── DATASET EXCERPTS

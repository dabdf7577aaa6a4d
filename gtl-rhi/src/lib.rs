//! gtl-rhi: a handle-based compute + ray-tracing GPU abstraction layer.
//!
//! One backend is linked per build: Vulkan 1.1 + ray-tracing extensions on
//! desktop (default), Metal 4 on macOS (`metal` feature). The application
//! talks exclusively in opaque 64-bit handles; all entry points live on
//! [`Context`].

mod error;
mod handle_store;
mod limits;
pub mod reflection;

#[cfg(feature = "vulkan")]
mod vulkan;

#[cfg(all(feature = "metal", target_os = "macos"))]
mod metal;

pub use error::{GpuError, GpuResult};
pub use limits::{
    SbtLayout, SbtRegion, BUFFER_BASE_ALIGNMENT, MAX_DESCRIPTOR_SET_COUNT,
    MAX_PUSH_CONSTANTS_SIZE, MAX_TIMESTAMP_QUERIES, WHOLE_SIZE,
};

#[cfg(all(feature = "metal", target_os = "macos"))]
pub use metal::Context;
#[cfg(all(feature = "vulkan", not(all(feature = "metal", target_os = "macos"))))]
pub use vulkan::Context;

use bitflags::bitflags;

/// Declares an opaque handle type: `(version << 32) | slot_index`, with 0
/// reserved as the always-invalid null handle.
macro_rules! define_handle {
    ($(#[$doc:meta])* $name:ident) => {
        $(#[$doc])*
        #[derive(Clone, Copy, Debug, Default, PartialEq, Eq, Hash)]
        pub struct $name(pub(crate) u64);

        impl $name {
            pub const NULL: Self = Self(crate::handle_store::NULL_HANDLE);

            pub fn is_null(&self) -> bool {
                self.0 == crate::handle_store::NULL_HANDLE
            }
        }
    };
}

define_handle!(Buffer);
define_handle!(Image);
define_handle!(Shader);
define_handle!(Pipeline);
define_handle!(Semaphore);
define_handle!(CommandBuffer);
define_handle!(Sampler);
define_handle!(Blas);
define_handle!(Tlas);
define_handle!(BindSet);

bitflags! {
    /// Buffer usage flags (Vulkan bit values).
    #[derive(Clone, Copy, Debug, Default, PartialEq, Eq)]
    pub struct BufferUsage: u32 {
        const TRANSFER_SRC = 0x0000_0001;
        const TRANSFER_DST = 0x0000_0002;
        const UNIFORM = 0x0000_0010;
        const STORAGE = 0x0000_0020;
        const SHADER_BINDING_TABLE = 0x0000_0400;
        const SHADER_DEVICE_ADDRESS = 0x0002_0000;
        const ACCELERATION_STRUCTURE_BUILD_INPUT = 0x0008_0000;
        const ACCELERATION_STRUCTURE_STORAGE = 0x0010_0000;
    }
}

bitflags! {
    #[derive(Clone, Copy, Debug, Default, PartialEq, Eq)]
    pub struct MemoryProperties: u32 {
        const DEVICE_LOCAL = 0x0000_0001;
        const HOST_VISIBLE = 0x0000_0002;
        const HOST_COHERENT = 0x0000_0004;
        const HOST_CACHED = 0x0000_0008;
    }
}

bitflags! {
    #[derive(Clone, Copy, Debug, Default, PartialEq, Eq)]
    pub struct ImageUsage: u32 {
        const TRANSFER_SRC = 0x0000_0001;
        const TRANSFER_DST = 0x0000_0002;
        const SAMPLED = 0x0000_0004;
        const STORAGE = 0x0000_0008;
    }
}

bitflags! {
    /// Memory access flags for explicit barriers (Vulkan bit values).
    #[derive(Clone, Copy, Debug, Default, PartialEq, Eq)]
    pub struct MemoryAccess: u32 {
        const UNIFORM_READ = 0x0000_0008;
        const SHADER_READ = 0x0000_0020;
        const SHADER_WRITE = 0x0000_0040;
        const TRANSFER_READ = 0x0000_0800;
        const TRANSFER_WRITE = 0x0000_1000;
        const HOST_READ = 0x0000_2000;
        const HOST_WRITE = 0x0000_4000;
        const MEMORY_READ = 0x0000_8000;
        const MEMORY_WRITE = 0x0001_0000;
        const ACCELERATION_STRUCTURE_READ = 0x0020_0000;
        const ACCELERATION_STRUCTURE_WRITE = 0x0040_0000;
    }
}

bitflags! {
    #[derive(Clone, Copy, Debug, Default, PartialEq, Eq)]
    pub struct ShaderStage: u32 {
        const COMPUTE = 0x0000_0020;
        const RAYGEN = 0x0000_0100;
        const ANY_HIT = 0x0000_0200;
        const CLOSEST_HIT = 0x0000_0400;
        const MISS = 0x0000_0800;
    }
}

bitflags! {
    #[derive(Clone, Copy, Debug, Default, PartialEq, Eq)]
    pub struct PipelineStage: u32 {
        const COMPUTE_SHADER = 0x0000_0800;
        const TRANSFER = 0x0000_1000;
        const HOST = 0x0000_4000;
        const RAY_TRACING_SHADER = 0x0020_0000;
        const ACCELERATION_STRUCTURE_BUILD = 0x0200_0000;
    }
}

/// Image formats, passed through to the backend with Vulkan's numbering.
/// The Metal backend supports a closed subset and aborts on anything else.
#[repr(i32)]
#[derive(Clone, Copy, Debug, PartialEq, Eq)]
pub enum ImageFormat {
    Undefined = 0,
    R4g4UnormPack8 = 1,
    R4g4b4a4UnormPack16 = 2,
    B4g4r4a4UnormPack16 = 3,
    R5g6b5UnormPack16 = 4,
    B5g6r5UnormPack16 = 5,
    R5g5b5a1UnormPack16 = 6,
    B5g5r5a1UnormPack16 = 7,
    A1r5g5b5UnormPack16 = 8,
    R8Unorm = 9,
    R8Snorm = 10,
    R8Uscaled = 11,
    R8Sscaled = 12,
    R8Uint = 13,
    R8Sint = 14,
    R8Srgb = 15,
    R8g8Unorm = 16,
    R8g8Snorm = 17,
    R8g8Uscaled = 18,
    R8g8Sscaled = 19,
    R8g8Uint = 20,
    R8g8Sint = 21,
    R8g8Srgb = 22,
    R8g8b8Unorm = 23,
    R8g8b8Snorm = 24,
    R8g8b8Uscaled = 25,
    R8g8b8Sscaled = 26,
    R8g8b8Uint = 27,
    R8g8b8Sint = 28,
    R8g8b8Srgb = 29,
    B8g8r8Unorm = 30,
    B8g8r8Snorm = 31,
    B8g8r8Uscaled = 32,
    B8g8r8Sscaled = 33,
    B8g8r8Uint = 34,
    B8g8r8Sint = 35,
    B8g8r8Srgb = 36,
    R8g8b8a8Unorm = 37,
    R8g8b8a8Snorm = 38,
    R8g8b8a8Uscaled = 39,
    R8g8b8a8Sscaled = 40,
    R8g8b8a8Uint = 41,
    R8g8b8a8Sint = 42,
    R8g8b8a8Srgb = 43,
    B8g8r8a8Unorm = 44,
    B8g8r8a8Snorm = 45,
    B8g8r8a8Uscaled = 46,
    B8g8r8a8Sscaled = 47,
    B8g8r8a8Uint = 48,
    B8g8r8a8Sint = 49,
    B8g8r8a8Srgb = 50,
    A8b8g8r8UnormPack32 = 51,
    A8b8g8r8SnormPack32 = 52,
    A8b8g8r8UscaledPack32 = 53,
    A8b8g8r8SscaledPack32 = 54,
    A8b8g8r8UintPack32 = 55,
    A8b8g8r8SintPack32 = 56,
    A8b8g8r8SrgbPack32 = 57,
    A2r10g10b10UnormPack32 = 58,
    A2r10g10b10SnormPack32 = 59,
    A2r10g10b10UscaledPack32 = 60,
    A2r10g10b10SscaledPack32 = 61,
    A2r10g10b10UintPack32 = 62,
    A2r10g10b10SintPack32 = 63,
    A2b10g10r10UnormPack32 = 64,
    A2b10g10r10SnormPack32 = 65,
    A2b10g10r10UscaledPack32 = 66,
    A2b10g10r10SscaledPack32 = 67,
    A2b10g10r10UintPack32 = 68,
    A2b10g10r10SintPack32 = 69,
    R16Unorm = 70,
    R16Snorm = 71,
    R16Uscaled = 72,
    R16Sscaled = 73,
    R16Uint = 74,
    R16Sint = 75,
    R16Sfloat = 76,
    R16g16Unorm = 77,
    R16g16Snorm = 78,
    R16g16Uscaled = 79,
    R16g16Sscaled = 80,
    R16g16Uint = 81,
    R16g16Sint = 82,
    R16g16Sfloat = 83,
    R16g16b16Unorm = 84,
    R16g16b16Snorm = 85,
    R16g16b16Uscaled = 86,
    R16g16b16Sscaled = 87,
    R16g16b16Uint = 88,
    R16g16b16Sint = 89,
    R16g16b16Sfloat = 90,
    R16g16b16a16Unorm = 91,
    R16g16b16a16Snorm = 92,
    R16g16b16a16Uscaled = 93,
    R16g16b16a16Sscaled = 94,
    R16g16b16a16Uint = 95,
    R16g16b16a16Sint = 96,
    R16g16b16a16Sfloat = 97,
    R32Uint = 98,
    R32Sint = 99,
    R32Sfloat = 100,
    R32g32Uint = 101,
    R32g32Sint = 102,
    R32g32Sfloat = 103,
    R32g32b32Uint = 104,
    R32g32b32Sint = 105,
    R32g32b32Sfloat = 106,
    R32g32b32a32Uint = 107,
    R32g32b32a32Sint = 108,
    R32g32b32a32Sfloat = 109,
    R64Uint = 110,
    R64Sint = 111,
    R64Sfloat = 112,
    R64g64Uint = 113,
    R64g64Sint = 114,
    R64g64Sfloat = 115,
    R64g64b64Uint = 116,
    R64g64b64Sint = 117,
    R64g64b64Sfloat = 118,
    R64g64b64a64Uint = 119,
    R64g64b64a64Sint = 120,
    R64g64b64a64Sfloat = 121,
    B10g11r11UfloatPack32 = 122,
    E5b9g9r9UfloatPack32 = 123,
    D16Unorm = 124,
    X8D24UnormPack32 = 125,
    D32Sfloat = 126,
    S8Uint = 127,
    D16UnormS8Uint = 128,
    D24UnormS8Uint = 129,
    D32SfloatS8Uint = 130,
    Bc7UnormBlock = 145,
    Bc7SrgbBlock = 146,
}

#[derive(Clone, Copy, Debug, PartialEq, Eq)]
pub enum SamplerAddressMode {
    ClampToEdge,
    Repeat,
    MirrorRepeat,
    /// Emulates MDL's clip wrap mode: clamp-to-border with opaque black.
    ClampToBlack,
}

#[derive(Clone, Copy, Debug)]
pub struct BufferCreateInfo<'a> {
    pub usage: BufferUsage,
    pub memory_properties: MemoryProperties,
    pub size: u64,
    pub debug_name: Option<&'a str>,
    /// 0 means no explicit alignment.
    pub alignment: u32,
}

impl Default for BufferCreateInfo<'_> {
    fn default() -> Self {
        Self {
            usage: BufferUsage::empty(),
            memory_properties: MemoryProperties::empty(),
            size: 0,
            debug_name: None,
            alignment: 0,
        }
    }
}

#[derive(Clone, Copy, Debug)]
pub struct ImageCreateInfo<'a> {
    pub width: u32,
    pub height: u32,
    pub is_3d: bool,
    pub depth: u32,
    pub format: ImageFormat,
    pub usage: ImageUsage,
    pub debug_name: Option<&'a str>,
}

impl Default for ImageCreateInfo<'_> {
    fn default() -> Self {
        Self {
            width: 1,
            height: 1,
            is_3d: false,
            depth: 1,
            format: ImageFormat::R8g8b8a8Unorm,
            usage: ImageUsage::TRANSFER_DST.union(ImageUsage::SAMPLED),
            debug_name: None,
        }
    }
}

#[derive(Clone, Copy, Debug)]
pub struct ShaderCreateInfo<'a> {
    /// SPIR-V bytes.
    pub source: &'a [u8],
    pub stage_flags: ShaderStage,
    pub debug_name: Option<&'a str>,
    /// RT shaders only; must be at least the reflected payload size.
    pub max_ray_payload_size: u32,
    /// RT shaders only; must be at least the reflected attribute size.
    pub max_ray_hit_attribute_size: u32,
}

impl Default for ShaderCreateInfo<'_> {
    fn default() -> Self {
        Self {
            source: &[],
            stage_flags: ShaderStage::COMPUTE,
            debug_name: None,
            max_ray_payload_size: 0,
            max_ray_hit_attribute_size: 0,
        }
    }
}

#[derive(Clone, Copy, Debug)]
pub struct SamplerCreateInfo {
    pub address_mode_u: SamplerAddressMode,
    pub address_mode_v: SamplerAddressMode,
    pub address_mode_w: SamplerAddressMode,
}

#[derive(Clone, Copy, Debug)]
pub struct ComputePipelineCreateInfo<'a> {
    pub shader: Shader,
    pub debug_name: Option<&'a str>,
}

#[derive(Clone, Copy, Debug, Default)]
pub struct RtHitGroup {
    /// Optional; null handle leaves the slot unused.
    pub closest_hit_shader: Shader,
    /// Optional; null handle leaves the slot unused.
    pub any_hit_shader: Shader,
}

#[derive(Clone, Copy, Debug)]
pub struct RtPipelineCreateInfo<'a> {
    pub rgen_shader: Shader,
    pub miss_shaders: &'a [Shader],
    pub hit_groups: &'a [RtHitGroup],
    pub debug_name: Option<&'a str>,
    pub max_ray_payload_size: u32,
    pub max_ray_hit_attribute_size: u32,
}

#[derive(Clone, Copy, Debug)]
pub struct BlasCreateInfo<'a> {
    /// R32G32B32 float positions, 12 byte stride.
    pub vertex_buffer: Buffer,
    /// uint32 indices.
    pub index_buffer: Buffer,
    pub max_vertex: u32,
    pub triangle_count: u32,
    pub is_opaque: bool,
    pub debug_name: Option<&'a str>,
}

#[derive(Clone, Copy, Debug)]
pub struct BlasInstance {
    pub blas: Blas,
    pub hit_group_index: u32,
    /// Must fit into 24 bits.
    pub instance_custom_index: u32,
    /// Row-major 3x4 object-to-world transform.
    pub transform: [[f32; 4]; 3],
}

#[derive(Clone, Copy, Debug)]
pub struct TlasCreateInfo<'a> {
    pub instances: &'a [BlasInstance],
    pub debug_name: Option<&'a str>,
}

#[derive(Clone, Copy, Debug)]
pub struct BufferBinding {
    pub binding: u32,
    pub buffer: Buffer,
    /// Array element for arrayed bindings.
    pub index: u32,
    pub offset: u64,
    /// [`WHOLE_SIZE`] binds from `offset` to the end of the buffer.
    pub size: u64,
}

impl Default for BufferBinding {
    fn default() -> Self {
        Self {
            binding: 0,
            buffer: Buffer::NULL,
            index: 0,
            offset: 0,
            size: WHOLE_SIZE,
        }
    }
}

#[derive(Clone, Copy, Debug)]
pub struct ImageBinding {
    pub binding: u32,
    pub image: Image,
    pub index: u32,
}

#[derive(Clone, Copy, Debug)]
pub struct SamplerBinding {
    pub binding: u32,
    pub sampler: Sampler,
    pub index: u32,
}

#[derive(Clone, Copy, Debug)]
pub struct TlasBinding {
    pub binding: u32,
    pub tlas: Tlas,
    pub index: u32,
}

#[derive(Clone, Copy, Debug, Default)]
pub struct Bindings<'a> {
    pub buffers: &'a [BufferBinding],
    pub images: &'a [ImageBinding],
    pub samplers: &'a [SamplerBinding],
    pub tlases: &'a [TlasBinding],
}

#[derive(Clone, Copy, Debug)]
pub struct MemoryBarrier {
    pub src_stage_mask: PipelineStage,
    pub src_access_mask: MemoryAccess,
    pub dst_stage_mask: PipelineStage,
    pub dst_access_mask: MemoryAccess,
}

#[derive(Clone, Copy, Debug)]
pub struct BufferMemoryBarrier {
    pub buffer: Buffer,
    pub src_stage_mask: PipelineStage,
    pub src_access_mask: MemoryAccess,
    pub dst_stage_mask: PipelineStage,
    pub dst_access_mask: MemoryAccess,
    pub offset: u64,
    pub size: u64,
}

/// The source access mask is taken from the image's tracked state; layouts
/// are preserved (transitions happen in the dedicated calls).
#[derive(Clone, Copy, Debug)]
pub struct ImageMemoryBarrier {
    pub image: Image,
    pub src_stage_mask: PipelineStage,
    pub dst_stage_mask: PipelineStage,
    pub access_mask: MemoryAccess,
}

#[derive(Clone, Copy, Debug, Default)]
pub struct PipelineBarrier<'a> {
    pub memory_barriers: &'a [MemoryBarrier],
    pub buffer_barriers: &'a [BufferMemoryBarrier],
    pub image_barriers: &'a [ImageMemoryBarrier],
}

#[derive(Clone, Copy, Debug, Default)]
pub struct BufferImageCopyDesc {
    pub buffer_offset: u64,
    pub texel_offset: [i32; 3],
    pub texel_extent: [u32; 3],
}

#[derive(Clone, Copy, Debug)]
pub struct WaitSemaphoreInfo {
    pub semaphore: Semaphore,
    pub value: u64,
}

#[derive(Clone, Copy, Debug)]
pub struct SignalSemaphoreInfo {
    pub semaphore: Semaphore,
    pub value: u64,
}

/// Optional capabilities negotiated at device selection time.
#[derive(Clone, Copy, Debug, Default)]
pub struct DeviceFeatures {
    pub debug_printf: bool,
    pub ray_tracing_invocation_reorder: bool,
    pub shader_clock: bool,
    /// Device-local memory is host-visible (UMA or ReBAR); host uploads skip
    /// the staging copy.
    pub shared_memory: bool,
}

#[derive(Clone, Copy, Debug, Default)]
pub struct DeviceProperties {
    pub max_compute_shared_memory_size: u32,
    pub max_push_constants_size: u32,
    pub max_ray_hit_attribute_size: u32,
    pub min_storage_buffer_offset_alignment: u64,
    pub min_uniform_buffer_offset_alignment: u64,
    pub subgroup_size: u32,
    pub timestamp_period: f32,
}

────

■ **TASK TO CARRY OUT**:
Take every line above where "enum" appears and copy it.

■ **EXERCISE RESULT**:
pub enum ImageFormat {
pub enum SamplerAddressMode {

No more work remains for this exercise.